Ms. Davidson has been responsible for financings in connection with leveraged buyouts, working capital financings/refinancing and restructurings.  She concentrates her practice on leveraged finance transactions, including senior, second lien and mezzanine financings; workout and debt restructurings including debtor-in-possession and exit financings; and 144A senior debt offerings.  Ms. Davidson has extensive experience with cross-border transactions, asset-based lending and complex intercreditor, subordination and collateral matters.
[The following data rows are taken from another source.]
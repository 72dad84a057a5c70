//! Information retained by the bootloader for the application.
//!
//! The bootloader records which slot it loaded the image from, amongst others, before jumping
//! to the application. This is what the application uses to resolve its active slot in RAM load mode.

use serde::{Deserialize, Serialize};

use crate::{Error, SemVer};

pub mod retained;

pub use retained::RetainedBootInfo;

/// Value stored for a [`crate::BootInfoKey`].
#[cfg_attr(feature = "defmt", derive(defmt::Format))]
#[derive(Serialize, Deserialize, Debug, PartialEq, Eq, Clone, Copy)]
pub enum Record {
    Byte(u8),
    Word(u32),
    Version(SemVer),
}

impl Record {
    /// Raw little endian value, as handed out by boot information lookups.
    pub fn encode(&self, out: &mut [u8]) -> Result<usize, Error> {
        let mut raw = [0u8; 8];
        let len = match self {
            Record::Byte(value) => {
                raw[0] = *value;
                1
            }
            Record::Word(value) => {
                raw[..4].copy_from_slice(&value.to_le_bytes());
                4
            }
            Record::Version(version) => {
                raw[0] = version.major;
                raw[1] = version.minor;
                raw[2..4].copy_from_slice(&version.revision.to_le_bytes());
                raw[4..8].copy_from_slice(&version.build_num.to_le_bytes());
                8
            }
        };

        out.get_mut(..len)
            .ok_or(Error::BufferTooSmall)?
            .copy_from_slice(&raw[..len]);
        Ok(len)
    }
}
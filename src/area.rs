//! Access to flash areas and the location of the trailer at their tail.

use embedded_storage_async::nor_flash::{NorFlash, ReadNorFlash};

use crate::{AreaId, Error, log, trailer};

/// Physical sector of a flash area, relative to the start of the area.
#[cfg_attr(feature = "defmt", derive(defmt::Format))]
#[derive(Clone, Copy, PartialEq, Eq, Debug, Default)]
pub struct Sector {
    pub offset: u32,
    pub size: u32,
}

/// Partition table of a device, handing out the flash areas holding image slots.
///
/// An opened area is released when the returned handle is dropped.
pub trait FlashMap {
    type Area<'a>: NorFlash
    where
        Self: 'a;

    /// Open an area for reading and writing, addressed from its own start.
    fn open(&mut self, id: AreaId) -> Result<Self::Area<'_>, Error>;

    /// Fill `sectors` with the layout of an area, returning the number of sectors written.
    ///
    /// If the area has more sectors than fit, `sectors` is filled completely and [`Error::NoMem`] is returned.
    fn sectors(&self, id: AreaId, sectors: &mut [Sector]) -> Result<usize, Error>;
}

/// Open an area, refusing the sentinel slot before the flash map gets to see it.
pub(crate) fn open<M: FlashMap>(map: &mut M, id: AreaId) -> Result<M::Area<'_>, Error> {
    if !id.is_valid() {
        log::error!("Refusing to open invalid slot");
        return Err(Error::InvalidSlot);
    }

    map.open(id)
}

/// Offset of the trailer status region, counted from the start of an area of `area_size` bytes.
///
/// Negative when the area is too small to hold a trailer.
pub const fn trailer_offset(area_size: u32) -> i64 {
    area_size as i64 - trailer::MAGIC_SIZE as i64 - 2 * trailer::MAX_ALIGN as i64
}

/// Offset of the trailer status region of an area.
pub async fn trailer_offset_for_area(map: &mut impl FlashMap, id: AreaId) -> Result<u32, Error> {
    let size = {
        let area = open(map, id)?;
        area.capacity()
    };

    let offset = u32::try_from(size)
        .map(trailer_offset)
        .map_err(|_| Error::TrailerOutOfBounds)?;

    u32::try_from(offset).map_err(|_| {
        log::error!("Area {:?} of {} bytes cannot hold a trailer", id, size);
        Error::TrailerOutOfBounds
    })
}

/// Erase an entire area, including its trailer.
pub async fn erase_bank(map: &mut impl FlashMap, id: AreaId) -> Result<(), Error> {
    let mut area = open(map, id)?;
    let size = area.capacity() as u32;

    log::info!("Erasing area {:?} ({} bytes)", id, size);
    area.erase(0, size).await.map_err(Error::storage)
}
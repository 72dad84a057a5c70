use std::{cell::Cell, vec, vec::Vec};

use embedded_storage_async::nor_flash::{ErrorType, NorFlash, NorFlashErrorKind, ReadNorFlash};

use crate::{
    AreaId, Error, SemVer,
    active::{BootInfo, BootInfoKey},
    area::{FlashMap, Sector},
    manager::{Config, ImageSlots},
};

pub const SECTOR_SIZE: u32 = 1024;
const SLOT_SIZE: u32 = 8 * SECTOR_SIZE;

pub const PRIMARY: AreaId = AreaId(1);
pub const SECONDARY: AreaId = AreaId(2);
pub const PRIMARY_1: AreaId = AreaId(3);
pub const SECONDARY_1: AreaId = AreaId(4);

/// Single image device running from `PRIMARY`.
pub fn config() -> Config {
    Config::single(ImageSlots {
        primary: PRIMARY,
        secondary: Some(SECONDARY),
    })
}

pub fn raw_header(magic: u32, header_size: u16, image_size: u32, version: SemVer) -> [u8; 32] {
    let mut raw = [0u8; 32];
    raw[0..4].copy_from_slice(&magic.to_le_bytes());
    raw[4..8].copy_from_slice(&0x0800_0000u32.to_le_bytes());
    raw[8..10].copy_from_slice(&header_size.to_le_bytes());
    raw[12..16].copy_from_slice(&image_size.to_le_bytes());
    raw[20] = version.major;
    raw[21] = version.minor;
    raw[22..24].copy_from_slice(&version.revision.to_le_bytes());
    raw[24..28].copy_from_slice(&version.build_num.to_le_bytes());
    raw
}

/// NOR flash in RAM: erases to `0xff`, writes can only clear bits.
pub struct MockArea {
    data: Vec<u8>,
    fail_writes: bool,
}

impl MockArea {
    pub fn new(size: u32) -> Self {
        Self {
            data: vec![0xff; size as usize],
            fail_writes: false,
        }
    }

    pub fn size(&self) -> u32 {
        self.data.len() as u32
    }

    pub fn data(&self) -> &[u8] {
        &self.data
    }

    /// Overwrite contents directly, as a programmer would.
    pub fn fill(&mut self, offset: usize, bytes: &[u8]) {
        self.data[offset..offset + bytes.len()].copy_from_slice(bytes);
    }

    pub fn is_erased(&self) -> bool {
        self.data.iter().all(|b| *b == 0xff)
    }

    fn range(&self, offset: u32, len: usize) -> Result<core::ops::Range<usize>, NorFlashErrorKind> {
        let start = offset as usize;
        let end = start + len;
        if end > self.data.len() {
            return Err(NorFlashErrorKind::OutOfBounds);
        }
        Ok(start..end)
    }
}

impl ErrorType for MockArea {
    type Error = NorFlashErrorKind;
}

impl ReadNorFlash for MockArea {
    const READ_SIZE: usize = 1;

    async fn read(&mut self, offset: u32, bytes: &mut [u8]) -> Result<(), Self::Error> {
        let range = self.range(offset, bytes.len())?;
        bytes.copy_from_slice(&self.data[range]);
        Ok(())
    }

    fn capacity(&self) -> usize {
        self.data.len()
    }
}

impl NorFlash for MockArea {
    const WRITE_SIZE: usize = 4;
    const ERASE_SIZE: usize = SECTOR_SIZE as usize;

    async fn erase(&mut self, from: u32, to: u32) -> Result<(), Self::Error> {
        let aligned = |addr: u32| {
            addr as usize % Self::ERASE_SIZE == 0 || addr as usize == self.data.len()
        };
        if from > to || !aligned(from) || !aligned(to) {
            return Err(NorFlashErrorKind::NotAligned);
        }

        let range = self.range(from, (to - from) as usize)?;
        self.data[range].fill(0xff);
        Ok(())
    }

    async fn write(&mut self, offset: u32, bytes: &[u8]) -> Result<(), Self::Error> {
        if self.fail_writes {
            return Err(NorFlashErrorKind::Other);
        }
        if offset as usize % Self::WRITE_SIZE != 0 || bytes.len() % Self::WRITE_SIZE != 0 {
            return Err(NorFlashErrorKind::NotAligned);
        }

        let range = self.range(offset, bytes.len())?;
        for (cell, byte) in self.data[range].iter_mut().zip(bytes) {
            *cell &= *byte;
        }
        Ok(())
    }
}

/// Opened area, counted as open until dropped.
pub struct MockHandle<'a> {
    area: &'a mut MockArea,
    open: &'a Cell<usize>,
}

impl Drop for MockHandle<'_> {
    fn drop(&mut self) {
        self.open.set(self.open.get() - 1);
    }
}

impl ErrorType for MockHandle<'_> {
    type Error = NorFlashErrorKind;
}

impl ReadNorFlash for MockHandle<'_> {
    const READ_SIZE: usize = MockArea::READ_SIZE;

    async fn read(&mut self, offset: u32, bytes: &mut [u8]) -> Result<(), Self::Error> {
        self.area.read(offset, bytes).await
    }

    fn capacity(&self) -> usize {
        self.area.capacity()
    }
}

impl NorFlash for MockHandle<'_> {
    const WRITE_SIZE: usize = MockArea::WRITE_SIZE;
    const ERASE_SIZE: usize = MockArea::ERASE_SIZE;

    async fn erase(&mut self, from: u32, to: u32) -> Result<(), Self::Error> {
        self.area.erase(from, to).await
    }

    async fn write(&mut self, offset: u32, bytes: &[u8]) -> Result<(), Self::Error> {
        self.area.write(offset, bytes).await
    }
}

/// Flash map with two image pairs.
pub struct MockFlashMap {
    areas: Vec<(AreaId, MockArea)>,
    open: Cell<usize>,
    opened: usize,
    fail_sectors: Option<AreaId>,
}

impl MockFlashMap {
    pub fn new() -> Self {
        Self {
            areas: [PRIMARY, SECONDARY, PRIMARY_1, SECONDARY_1]
                .into_iter()
                .map(|id| (id, MockArea::new(SLOT_SIZE)))
                .collect(),
            open: Cell::new(0),
            opened: 0,
            fail_sectors: None,
        }
    }

    /// Flash map in which area `id` is only `size` bytes large.
    pub fn with_tiny(id: AreaId, size: u32) -> Self {
        let mut map = Self::new();
        *map.area_mut(id) = MockArea::new(size);
        map
    }

    pub fn area(&self, id: AreaId) -> &MockArea {
        &self.areas.iter().find(|(i, _)| *i == id).unwrap().1
    }

    pub fn area_mut(&mut self, id: AreaId) -> &mut MockArea {
        &mut self.areas.iter_mut().find(|(i, _)| *i == id).unwrap().1
    }

    pub fn fail_sectors(&mut self, id: AreaId) {
        self.fail_sectors = Some(id);
    }

    pub fn fail_writes(&mut self, id: AreaId) {
        self.area_mut(id).fail_writes = true;
    }

    /// Handles currently open.
    pub fn open_handles(&self) -> usize {
        self.open.get()
    }

    /// Number of times any area was requested to be opened.
    pub fn opened(&self) -> usize {
        self.opened
    }
}

impl FlashMap for MockFlashMap {
    type Area<'a>
        = MockHandle<'a>
    where
        Self: 'a;

    fn open(&mut self, id: AreaId) -> Result<Self::Area<'_>, Error> {
        self.opened += 1;

        let area = self
            .areas
            .iter_mut()
            .find(|(i, _)| *i == id)
            .map(|(_, area)| area)
            .ok_or(Error::Unavailable)?;

        self.open.set(self.open.get() + 1);
        Ok(MockHandle {
            area,
            open: &self.open,
        })
    }

    fn sectors(&self, id: AreaId, sectors: &mut [Sector]) -> Result<usize, Error> {
        if self.fail_sectors == Some(id) {
            return Err(Error::Unavailable);
        }

        let size = self
            .areas
            .iter()
            .find(|(i, _)| *i == id)
            .map(|(_, area)| area.size())
            .ok_or(Error::Unavailable)?;

        let count = size.div_ceil(SECTOR_SIZE) as usize;
        for (i, sector) in sectors.iter_mut().take(count).enumerate() {
            let offset = i as u32 * SECTOR_SIZE;
            *sector = Sector {
                offset,
                size: SECTOR_SIZE.min(size - offset),
            };
        }

        if count > sectors.len() {
            Err(Error::NoMem)
        } else {
            Ok(count)
        }
    }
}

/// Boot information holding only a running slot, if any.
pub struct MockBootInfo {
    running_slot: Option<Vec<u8>>,
    last_key: Option<BootInfoKey>,
}

impl MockBootInfo {
    pub fn new(running_slot: Option<&[u8]>) -> Self {
        Self {
            running_slot: running_slot.map(|v| v.to_vec()),
            last_key: None,
        }
    }

    pub fn last_key(&self) -> Option<BootInfoKey> {
        self.last_key
    }
}

impl BootInfo for MockBootInfo {
    async fn lookup(&mut self, key: BootInfoKey, out: &mut [u8]) -> Result<usize, Error> {
        self.last_key = Some(key);

        let value = match (key, &self.running_slot) {
            (BootInfoKey::RunningSlot, Some(value)) => value,
            _ => return Err(Error::BootInfo),
        };
        let out = out.get_mut(..value.len()).ok_or(Error::BufferTooSmall)?;
        out.copy_from_slice(value);
        Ok(value.len())
    }
}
Ms. Davidson’s recent engagements have included representation of:

Borrower Representation:

  • General Dynamics Corporation in several $1 billion unsecured, multicurrency credit facilities
  • KPS Capital Partners LP through a series of six secured acquisition financings which formed its portfolio investment in Hephaestus Holdings, LLC and its subsidiaries, leading to the structuring and negotiation of $475 million of secured credit facilities consisting of a $100 million asset-based revolving facility and a $375 million term loan with intercreditor arrangements
  • KPS Capital Partners LP through a series of three secured acquisition financings which formed its portfolio investment in North American Breweries Holdings, Inc., leading to the structuring and negotiation of $145 million senior secured credit facilities consisting of a $25 million revolving facility and a $120 million term loan
  • Heartland Payment Systems in a $350 million senior secured credit facility
  • Viskase Companies, Inc., a portfolio investment of Icahn Enterprises, in $215 million initial and tack-on secured high yield notes and a $25 million asset-based revolving credit facility
  • John B. Sanfilippo & Son in $162.5 million of senior secured credit facilities consisting of a $117 million asset-based revolving credit facility and a $45 million mortgage facility

Lender Representation:

  • Guggenheim Corporate Funding as agent in structuring, documenting, negotiating and closing an $80 million secured credit facility and first lien term facilities ranging from $75 million to $80 million including intercreditor agreements with first lien revolving credit facilities
  • Private equity debt fund as majority lender in a second lien term facility commitment to fund a public company acquisition on strategic aspects of bid process and primary business, financial and legal issues in loan documentation and complex intercreditor relationship among revolving first lien, term first lien and term second lien credit facilities
  • National banking institution as agent in structuring, documenting, negotiating and closing numerous asset-based credit facilities ranging from $15 million to $200 million and senior secured credit facilities ranging from $25 million to $85 million
  • Global finance company as agent in forbearance negotiations with distressed borrower and in structuring, documenting, negotiating and closing a $35 million DIP credit facility and a $45 million second lien term exit facility
  • Bixby Bridge Fund as sole lender in structuring, documenting, negotiating and closing senior subordinated, unsecured term credit facilities ranging from $10 million to $20 million
  • Private equity fund in distressed debt purchase and subsequent $8.5 million DIP credit facility in connection with a loan-to-own transaction

Prior to attending law school, Ms. Davidson spent six years as a commercial loan and work-out lender with Boulevard Bank, N.A. in Chicago and then Bank One in Lexington, Kentucky.